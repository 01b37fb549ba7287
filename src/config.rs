use std::env;
use std::path::PathBuf;
use std::str::FromStr;

use crate::error::StudioError;
use crate::models::Operation;

pub const DEFAULT_BASE_URL: &str = "https://generativelanguage.googleapis.com/v1beta";
pub const DEFAULT_TEXTURE_MODEL: &str = "gemini-2.5-flash-image";
pub const DEFAULT_GENERATION_MODEL: &str = "gemini-3-pro-image-preview";
pub const DEFAULT_ANALYSIS_MODEL: &str = "gemini-3-pro-preview";
pub const DEFAULT_CREDENTIAL_ENV: &str = "GEMINI_API_KEY";

/// Model identifiers used for each operation.
#[derive(Debug, Clone, PartialEq, Eq)]
pub struct ModelSet {
    pub texture: String,
    pub generation: String,
    pub analysis: String,
}

impl Default for ModelSet {
    fn default() -> Self {
        ModelSet {
            texture: DEFAULT_TEXTURE_MODEL.to_string(),
            generation: DEFAULT_GENERATION_MODEL.to_string(),
            analysis: DEFAULT_ANALYSIS_MODEL.to_string(),
        }
    }
}

impl ModelSet {
    pub fn new() -> Self {
        Self::default()
    }

    pub fn for_operation(&self, operation: Operation) -> &str {
        match operation {
            Operation::TextureSwap => &self.texture,
            Operation::Generate => &self.generation,
            Operation::Analyze => &self.analysis,
        }
    }

    pub fn from_env() -> Self {
        let defaults = Self::default();
        ModelSet {
            texture: env::var("STORM_TEXTURE_MODEL").unwrap_or(defaults.texture),
            generation: env::var("STORM_GENERATION_MODEL").unwrap_or(defaults.generation),
            analysis: env::var("STORM_ANALYSIS_MODEL").unwrap_or(defaults.analysis),
        }
    }

    pub fn with_model(mut self, operation: Operation, model: impl Into<String>) -> Self {
        let model = model.into();
        match operation {
            Operation::TextureSwap => self.texture = model,
            Operation::Generate => self.generation = model,
            Operation::Analyze => self.analysis = model,
        }
        self
    }
}

#[derive(Debug, Clone, Copy, PartialEq, Eq)]
pub enum CredentialBackend {
    Memory,
    File,
    Env,
}

impl FromStr for CredentialBackend {
    type Err = StudioError;

    fn from_str(s: &str) -> Result<Self, Self::Err> {
        match s.trim().to_ascii_lowercase().as_str() {
            "memory" => Ok(CredentialBackend::Memory),
            "file" => Ok(CredentialBackend::File),
            "env" => Ok(CredentialBackend::Env),
            other => Err(StudioError::ConfigError(format!(
                "Unknown credential backend '{}', expected memory, file or env",
                other
            ))),
        }
    }
}

#[derive(Debug, Clone)]
pub struct StudioConfig {
    pub base_url: String,
    pub models: ModelSet,
    pub credential_backend: CredentialBackend,
    pub credential_file: PathBuf,
    pub credential_env: String,
    pub request_timeout_secs: Option<u64>,
}

pub fn default_credential_file() -> PathBuf {
    dirs::home_dir()
        .unwrap_or_else(|| PathBuf::from("."))
        .join(".stormai")
        .join("credentials.json")
}

impl Default for StudioConfig {
    fn default() -> Self {
        StudioConfig {
            base_url: DEFAULT_BASE_URL.to_string(),
            models: ModelSet::default(),
            credential_backend: CredentialBackend::File,
            credential_file: default_credential_file(),
            credential_env: DEFAULT_CREDENTIAL_ENV.to_string(),
            request_timeout_secs: None,
        }
    }
}

impl StudioConfig {
    pub fn new() -> Self {
        Self::default()
    }

    pub fn from_env() -> Result<Self, StudioError> {
        let defaults = Self::default();

        let credential_backend = match env::var("STORM_CREDENTIAL_BACKEND") {
            Ok(value) => value.parse()?,
            Err(_) => defaults.credential_backend,
        };

        let request_timeout_secs = match env::var("STORM_REQUEST_TIMEOUT_SECS") {
            Ok(value) => Some(value.trim().parse().map_err(|_| {
                StudioError::ConfigError(format!(
                    "STORM_REQUEST_TIMEOUT_SECS must be a number of seconds, got '{}'",
                    value
                ))
            })?),
            Err(_) => None,
        };

        Ok(StudioConfig {
            base_url: env::var("STORM_API_BASE_URL").unwrap_or(defaults.base_url),
            models: ModelSet::from_env(),
            credential_backend,
            credential_file: env::var("STORM_CREDENTIAL_FILE")
                .map(PathBuf::from)
                .unwrap_or(defaults.credential_file),
            credential_env: env::var("STORM_CREDENTIAL_ENV").unwrap_or(defaults.credential_env),
            request_timeout_secs,
        })
    }

    pub fn with_base_url(mut self, base_url: impl Into<String>) -> Self {
        self.base_url = base_url.into();
        self
    }

    pub fn with_models(mut self, models: ModelSet) -> Self {
        self.models = models;
        self
    }

    pub fn with_memory_credentials(mut self) -> Self {
        self.credential_backend = CredentialBackend::Memory;
        self
    }

    pub fn with_credential_file(mut self, path: impl Into<PathBuf>) -> Self {
        self.credential_backend = CredentialBackend::File;
        self.credential_file = path.into();
        self
    }

    pub fn with_credential_env(mut self, var: impl Into<String>) -> Self {
        self.credential_backend = CredentialBackend::Env;
        self.credential_env = var.into();
        self
    }

    pub fn with_timeout_secs(mut self, secs: u64) -> Self {
        self.request_timeout_secs = Some(secs);
        self
    }
}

......

■ Exercise prompt
Nothing should be altered. Set down all the data again.

■ Result of this task
repository 01b37fb549ba7287
filename src/config.rs
use std::env;
use std::path::PathBuf;
use std::str::FromStr;

use crate::error::StudioError;
use crate::models::Operation;

pub const DEFAULT_BASE_URL: &str = "https://generativelanguage.googleapis.com/v1beta";
pub const DEFAULT_TEXTURE_MODEL: &str = "gemini-2.5-flash-image";
pub const DEFAULT_GENERATION_MODEL: &str = "gemini-3-pro-image-preview";
pub const DEFAULT_ANALYSIS_MODEL: &str = "gemini-3-pro-preview";
pub const DEFAULT_CREDENTIAL_ENV: &str = "GEMINI_API_KEY";

/// Model identifiers used for each operation.
#[derive(Debug, Clone, PartialEq, Eq)]
pub struct ModelSet {
    pub texture: String,
    pub generation: String,
    pub analysis: String,
}

impl Default for ModelSet {
    fn default() -> Self {
        ModelSet {
            texture: DEFAULT_TEXTURE_MODEL.to_string(),
            generation: DEFAULT_GENERATION_MODEL.to_string(),
            analysis: DEFAULT_ANALYSIS_MODEL.to_string(),
        }
    }
}

impl ModelSet {
    pub fn new() -> Self {
        Self::default()
    }

    pub fn for_operation(&self, operation: Operation) -> &str {
        match operation {
            Operation::TextureSwap => &self.texture,
            Operation::Generate => &self.generation,
            Operation::Analyze => &self.analysis,
        }
    }

    pub fn from_env() -> Self {
        let defaults = Self::default();
        ModelSet {
            texture: env::var("STORM_TEXTURE_MODEL").unwrap_or(defaults.texture),
            generation: env::var("STORM_GENERATION_MODEL").unwrap_or(defaults.generation),
            analysis: env::var("STORM_ANALYSIS_MODEL").unwrap_or(defaults.analysis),
        }
    }

    pub fn with_model(mut self, operation: Operation, model: impl Into<String>) -> Self {
        let model = model.into();
        match operation {
            Operation::TextureSwap => self.texture = model,
            Operation::Generate => self.generation = model,
            Operation::Analyze => self.analysis = model,
        }
        self
    }
}

#[derive(Debug, Clone, Copy, PartialEq, Eq)]
pub enum CredentialBackend {
    Memory,
    File,
    Env,
}

impl FromStr for CredentialBackend {
    type Err = StudioError;

    fn from_str(s: &str) -> Result<Self, Self::Err> {
        match s.trim().to_ascii_lowercase().as_str() {
            "memory" => Ok(CredentialBackend::Memory),
            "file" => Ok(CredentialBackend::File),
            "env" => Ok(CredentialBackend::Env),
            other => Err(StudioError::ConfigError(format!(
                "Unknown credential backend '{}', expected memory, file or env",
                other
            ))),
        }
    }
}

#[derive(Debug, Clone)]
pub struct StudioConfig {
    pub base_url: String,
    pub models: ModelSet,
    pub credential_backend: CredentialBackend,
    pub credential_file: PathBuf,
    pub credential_env: String,
    pub request_timeout_secs: Option<u64>,
}

pub fn default_credential_file() -> PathBuf {
    dirs::home_dir()
        .unwrap_or_else(|| PathBuf::from("."))
        .join(".stormai")
        .join("credentials.json")
}

impl Default for StudioConfig {
    fn default() -> Self {
        StudioConfig {
            base_url: DEFAULT_BASE_URL.to_string(),
            models: ModelSet::default(),
            credential_backend: CredentialBackend::File,
            credential_file: default_credential_file(),
            credential_env: DEFAULT_CREDENTIAL_ENV.to_string(),
            request_timeout_secs: None,
        }
    }
}

impl StudioConfig {
    pub fn new() -> Self {
        Self::default()
    }

    pub fn from_env() -> Result<Self, StudioError> {
        let defaults = Self::default();

        let credential_backend = match env::var("STORM_CREDENTIAL_BACKEND") {
            Ok(value) => value.parse()?,
            Err(_) => defaults.credential_backend,
        };

        let request_timeout_secs = match env::var("STORM_REQUEST_TIMEOUT_SECS") {
            Ok(value) => Some(value.trim().parse().map_err(|_| {
                StudioError::ConfigError(format!(
                    "STORM_REQUEST_TIMEOUT_SECS must be a number of seconds, got '{}'",
                    value
                ))
            })?),
            Err(_) => None,
        };

        Ok(StudioConfig {
            base_url: env::var("STORM_API_BASE_URL").unwrap_or(defaults.base_url),
            models: ModelSet::from_env(),
            credential_backend,
            credential_file: env::var("STORM_CREDENTIAL_FILE")
                .map(PathBuf::from)
                .unwrap_or(defaults.credential_file),
            credential_env: env::var("STORM_CREDENTIAL_ENV").unwrap_or(defaults.credential_env),
            request_timeout_secs,
        })
    }

    pub fn with_base_url(mut self, base_url: impl Into<String>) -> Self {
        self.base_url = base_url.into();
        self
    }

    pub fn with_models(mut self, models: ModelSet) -> Self {
        self.models = models;
        self
    }

    pub fn with_memory_credentials(mut self) -> Self {
        self.credential_backend = CredentialBackend::Memory;
        self
    }

    pub fn with_credential_file(mut self, path: impl Into<PathBuf>) -> Self {
        self.credential_backend = CredentialBackend::File;
        self.credential_file = path.into();
        self
    }

    pub fn with_credential_env(mut self, var: impl Into<String>) -> Self {
        self.credential_backend = CredentialBackend::Env;
        self.credential_env = var.into();
        self
    }

    pub fn with_timeout_secs(mut self, secs: u64) -> Self {
        self.request_timeout_secs = Some(secs);
        self
    }
}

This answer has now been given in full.